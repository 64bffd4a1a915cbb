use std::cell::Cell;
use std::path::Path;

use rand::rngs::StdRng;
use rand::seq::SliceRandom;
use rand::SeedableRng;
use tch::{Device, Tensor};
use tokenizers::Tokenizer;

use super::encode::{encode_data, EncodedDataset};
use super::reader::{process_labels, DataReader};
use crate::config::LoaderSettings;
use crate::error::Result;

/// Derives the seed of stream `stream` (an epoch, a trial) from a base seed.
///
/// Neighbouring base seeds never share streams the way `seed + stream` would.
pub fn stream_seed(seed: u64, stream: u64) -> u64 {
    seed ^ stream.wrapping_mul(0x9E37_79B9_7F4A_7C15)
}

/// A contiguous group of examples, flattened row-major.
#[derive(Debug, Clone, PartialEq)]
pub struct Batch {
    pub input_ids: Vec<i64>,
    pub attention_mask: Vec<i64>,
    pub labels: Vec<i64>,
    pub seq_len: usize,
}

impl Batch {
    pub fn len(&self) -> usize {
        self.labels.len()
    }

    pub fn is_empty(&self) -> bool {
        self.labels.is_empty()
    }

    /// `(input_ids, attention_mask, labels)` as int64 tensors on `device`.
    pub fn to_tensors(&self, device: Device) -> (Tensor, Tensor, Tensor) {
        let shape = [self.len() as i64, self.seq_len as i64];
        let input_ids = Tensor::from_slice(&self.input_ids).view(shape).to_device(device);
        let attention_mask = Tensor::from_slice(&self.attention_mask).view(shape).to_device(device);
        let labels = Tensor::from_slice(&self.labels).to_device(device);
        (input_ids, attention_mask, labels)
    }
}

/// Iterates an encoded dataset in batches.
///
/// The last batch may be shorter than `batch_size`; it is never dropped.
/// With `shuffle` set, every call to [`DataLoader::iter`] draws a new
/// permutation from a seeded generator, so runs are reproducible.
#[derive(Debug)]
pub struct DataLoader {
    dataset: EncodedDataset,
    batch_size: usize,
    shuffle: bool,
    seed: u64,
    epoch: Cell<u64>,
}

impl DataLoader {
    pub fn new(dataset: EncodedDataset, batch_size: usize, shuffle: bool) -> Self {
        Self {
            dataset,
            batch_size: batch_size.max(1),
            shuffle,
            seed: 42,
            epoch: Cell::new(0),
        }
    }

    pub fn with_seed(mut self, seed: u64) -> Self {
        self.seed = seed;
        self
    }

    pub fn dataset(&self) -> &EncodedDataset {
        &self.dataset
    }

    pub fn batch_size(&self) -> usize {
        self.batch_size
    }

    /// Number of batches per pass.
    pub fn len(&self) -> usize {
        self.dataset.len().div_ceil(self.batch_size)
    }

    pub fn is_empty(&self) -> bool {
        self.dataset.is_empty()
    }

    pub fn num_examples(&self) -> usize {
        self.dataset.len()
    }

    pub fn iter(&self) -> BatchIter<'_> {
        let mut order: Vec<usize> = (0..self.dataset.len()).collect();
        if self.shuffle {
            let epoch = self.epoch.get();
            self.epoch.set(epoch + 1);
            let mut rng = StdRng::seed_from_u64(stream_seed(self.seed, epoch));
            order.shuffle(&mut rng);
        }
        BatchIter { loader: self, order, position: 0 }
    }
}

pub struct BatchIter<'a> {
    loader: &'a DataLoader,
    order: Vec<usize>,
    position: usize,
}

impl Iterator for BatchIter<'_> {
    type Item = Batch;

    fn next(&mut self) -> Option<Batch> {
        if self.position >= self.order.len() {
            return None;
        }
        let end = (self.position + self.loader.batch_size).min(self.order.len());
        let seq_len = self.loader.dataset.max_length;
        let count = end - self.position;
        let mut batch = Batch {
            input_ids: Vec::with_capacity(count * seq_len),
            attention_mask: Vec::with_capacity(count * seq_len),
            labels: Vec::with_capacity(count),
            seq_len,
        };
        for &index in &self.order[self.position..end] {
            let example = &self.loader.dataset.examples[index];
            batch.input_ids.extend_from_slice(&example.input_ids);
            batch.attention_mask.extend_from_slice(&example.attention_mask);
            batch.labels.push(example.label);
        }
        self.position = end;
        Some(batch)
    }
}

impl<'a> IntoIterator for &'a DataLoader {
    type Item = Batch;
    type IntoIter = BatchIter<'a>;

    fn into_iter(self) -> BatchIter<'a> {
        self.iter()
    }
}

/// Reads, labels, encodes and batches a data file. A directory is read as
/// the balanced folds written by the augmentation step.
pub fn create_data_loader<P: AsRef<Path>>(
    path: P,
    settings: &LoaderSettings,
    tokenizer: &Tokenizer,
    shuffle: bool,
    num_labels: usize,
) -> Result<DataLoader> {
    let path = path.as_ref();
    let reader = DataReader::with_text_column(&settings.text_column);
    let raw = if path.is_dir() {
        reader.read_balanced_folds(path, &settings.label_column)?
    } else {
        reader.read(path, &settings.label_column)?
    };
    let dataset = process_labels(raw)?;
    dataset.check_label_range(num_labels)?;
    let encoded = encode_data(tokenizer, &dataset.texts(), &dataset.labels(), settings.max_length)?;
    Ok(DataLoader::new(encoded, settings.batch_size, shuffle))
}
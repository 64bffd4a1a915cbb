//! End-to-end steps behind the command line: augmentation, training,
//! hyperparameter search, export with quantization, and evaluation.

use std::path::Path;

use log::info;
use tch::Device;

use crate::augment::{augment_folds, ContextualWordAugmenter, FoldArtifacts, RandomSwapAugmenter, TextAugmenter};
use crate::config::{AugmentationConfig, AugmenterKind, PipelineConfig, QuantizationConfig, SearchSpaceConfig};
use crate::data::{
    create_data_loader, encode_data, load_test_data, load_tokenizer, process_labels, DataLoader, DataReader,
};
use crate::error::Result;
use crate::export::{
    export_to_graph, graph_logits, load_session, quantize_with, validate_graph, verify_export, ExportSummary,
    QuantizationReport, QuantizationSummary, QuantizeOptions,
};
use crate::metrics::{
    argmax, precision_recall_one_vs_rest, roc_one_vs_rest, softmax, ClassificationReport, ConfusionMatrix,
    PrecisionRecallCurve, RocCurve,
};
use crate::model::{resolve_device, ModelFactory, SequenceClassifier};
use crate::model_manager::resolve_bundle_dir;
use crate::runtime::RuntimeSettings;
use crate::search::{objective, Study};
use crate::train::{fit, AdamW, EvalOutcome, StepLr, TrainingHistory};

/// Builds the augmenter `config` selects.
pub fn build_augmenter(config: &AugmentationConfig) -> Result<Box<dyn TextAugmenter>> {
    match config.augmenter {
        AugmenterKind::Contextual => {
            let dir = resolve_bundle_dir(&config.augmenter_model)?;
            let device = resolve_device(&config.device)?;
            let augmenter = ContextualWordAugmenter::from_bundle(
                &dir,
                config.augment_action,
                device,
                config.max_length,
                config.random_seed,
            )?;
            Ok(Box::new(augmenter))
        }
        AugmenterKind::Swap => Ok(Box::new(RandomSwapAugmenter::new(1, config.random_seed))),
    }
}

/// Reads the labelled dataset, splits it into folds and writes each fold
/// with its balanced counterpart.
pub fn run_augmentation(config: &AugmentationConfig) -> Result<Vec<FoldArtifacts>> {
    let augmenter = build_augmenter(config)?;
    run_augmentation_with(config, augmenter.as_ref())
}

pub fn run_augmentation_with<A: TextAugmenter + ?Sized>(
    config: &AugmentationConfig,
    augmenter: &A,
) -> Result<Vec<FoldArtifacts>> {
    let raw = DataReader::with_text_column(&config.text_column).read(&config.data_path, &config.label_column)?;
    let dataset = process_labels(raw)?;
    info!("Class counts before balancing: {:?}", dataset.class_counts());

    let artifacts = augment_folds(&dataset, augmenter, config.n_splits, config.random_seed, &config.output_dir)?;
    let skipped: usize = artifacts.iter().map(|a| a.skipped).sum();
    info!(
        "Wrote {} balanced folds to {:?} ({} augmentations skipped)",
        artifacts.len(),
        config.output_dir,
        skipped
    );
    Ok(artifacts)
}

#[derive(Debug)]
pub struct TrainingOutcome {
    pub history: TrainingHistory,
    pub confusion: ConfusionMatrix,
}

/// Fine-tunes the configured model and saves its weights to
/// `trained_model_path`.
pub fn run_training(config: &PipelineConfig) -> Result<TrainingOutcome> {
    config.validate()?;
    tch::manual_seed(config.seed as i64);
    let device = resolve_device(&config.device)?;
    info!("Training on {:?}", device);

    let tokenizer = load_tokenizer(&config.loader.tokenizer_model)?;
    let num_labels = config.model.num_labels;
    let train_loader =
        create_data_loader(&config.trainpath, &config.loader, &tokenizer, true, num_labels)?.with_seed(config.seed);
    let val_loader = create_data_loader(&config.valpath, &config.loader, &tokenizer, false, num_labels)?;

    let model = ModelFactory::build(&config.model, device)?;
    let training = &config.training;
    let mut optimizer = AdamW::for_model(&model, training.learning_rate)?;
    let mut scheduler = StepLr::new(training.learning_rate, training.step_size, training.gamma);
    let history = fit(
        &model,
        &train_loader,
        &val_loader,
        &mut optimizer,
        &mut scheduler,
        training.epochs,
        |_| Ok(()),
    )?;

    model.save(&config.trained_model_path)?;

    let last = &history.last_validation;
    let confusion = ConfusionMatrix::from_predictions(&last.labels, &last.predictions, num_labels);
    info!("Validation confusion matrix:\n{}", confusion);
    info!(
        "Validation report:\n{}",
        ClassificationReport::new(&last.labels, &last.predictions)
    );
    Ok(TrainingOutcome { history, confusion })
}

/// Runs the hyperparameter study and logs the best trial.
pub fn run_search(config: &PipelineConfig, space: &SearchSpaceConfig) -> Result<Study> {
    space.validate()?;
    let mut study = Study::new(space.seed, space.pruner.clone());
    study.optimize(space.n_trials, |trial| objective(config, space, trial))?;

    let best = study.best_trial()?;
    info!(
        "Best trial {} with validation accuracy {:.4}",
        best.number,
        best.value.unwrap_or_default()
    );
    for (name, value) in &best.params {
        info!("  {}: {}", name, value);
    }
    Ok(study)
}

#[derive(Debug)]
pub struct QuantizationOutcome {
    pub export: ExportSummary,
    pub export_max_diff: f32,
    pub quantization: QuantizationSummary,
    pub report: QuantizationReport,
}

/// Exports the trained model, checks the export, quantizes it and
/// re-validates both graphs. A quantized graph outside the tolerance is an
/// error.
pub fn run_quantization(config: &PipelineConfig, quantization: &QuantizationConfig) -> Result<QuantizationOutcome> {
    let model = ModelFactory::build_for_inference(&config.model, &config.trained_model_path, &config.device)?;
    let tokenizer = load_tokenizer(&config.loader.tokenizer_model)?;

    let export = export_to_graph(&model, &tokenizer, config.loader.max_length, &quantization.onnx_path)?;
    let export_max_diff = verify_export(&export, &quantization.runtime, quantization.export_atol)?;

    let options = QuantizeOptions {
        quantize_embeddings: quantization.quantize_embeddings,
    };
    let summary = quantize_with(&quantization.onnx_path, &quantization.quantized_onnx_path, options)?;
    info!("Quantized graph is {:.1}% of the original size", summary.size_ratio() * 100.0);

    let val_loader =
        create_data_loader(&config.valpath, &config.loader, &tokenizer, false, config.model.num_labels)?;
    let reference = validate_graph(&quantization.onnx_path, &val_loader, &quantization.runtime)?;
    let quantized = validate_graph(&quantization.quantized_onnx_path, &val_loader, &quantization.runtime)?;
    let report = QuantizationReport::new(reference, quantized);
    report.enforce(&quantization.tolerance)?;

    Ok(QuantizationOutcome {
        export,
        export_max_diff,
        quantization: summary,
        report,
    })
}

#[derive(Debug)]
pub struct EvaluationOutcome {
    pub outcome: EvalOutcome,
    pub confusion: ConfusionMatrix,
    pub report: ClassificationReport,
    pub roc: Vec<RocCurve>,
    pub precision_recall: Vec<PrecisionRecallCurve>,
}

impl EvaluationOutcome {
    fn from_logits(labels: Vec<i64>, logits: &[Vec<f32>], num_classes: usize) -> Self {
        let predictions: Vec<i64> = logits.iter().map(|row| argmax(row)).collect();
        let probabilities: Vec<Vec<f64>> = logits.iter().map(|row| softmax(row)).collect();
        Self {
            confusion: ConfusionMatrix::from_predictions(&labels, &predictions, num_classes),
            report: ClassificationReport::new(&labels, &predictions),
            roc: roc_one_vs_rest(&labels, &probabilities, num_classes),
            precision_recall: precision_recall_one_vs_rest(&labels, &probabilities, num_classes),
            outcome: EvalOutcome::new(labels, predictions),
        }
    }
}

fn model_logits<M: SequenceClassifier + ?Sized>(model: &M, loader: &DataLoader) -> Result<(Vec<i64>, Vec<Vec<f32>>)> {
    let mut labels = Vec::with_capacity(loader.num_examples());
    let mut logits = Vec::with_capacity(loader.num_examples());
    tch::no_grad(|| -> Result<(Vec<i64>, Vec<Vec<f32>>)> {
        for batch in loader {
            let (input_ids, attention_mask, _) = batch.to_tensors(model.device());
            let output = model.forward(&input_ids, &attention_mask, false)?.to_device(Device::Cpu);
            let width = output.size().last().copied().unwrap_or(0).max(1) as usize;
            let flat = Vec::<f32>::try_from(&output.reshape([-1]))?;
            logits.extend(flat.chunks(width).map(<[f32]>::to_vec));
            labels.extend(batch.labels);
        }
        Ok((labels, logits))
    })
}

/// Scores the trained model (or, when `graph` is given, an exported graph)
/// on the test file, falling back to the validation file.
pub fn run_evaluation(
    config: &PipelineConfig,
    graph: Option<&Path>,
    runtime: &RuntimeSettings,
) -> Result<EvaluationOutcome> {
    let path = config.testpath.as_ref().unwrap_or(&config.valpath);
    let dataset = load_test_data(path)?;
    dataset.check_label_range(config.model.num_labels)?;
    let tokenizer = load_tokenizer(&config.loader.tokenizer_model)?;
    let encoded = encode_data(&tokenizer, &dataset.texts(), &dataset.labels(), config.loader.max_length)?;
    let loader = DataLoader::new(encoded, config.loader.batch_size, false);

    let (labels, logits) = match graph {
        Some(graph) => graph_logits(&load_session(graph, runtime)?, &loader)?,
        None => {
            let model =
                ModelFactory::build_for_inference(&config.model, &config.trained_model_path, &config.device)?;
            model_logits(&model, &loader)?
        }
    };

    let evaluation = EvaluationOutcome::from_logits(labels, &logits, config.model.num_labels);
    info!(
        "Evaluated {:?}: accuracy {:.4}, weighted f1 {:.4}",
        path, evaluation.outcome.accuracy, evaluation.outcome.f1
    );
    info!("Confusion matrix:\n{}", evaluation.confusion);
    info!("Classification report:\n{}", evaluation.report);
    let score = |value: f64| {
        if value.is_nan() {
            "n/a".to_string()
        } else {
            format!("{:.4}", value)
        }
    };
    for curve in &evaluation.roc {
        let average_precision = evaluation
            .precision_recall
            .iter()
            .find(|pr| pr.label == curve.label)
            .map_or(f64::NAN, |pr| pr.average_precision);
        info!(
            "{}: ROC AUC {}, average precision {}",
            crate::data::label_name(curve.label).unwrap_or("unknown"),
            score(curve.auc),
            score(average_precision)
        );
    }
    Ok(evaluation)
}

════════

Scan the data above; copy every line where "ContextualWordAugmenter" appears.

use crate::augment::{augment_folds, ContextualWordAugmenter, FoldArtifacts, RandomSwapAugmenter, TextAugmenter};
            let augmenter = ContextualWordAugmenter::from_bundle(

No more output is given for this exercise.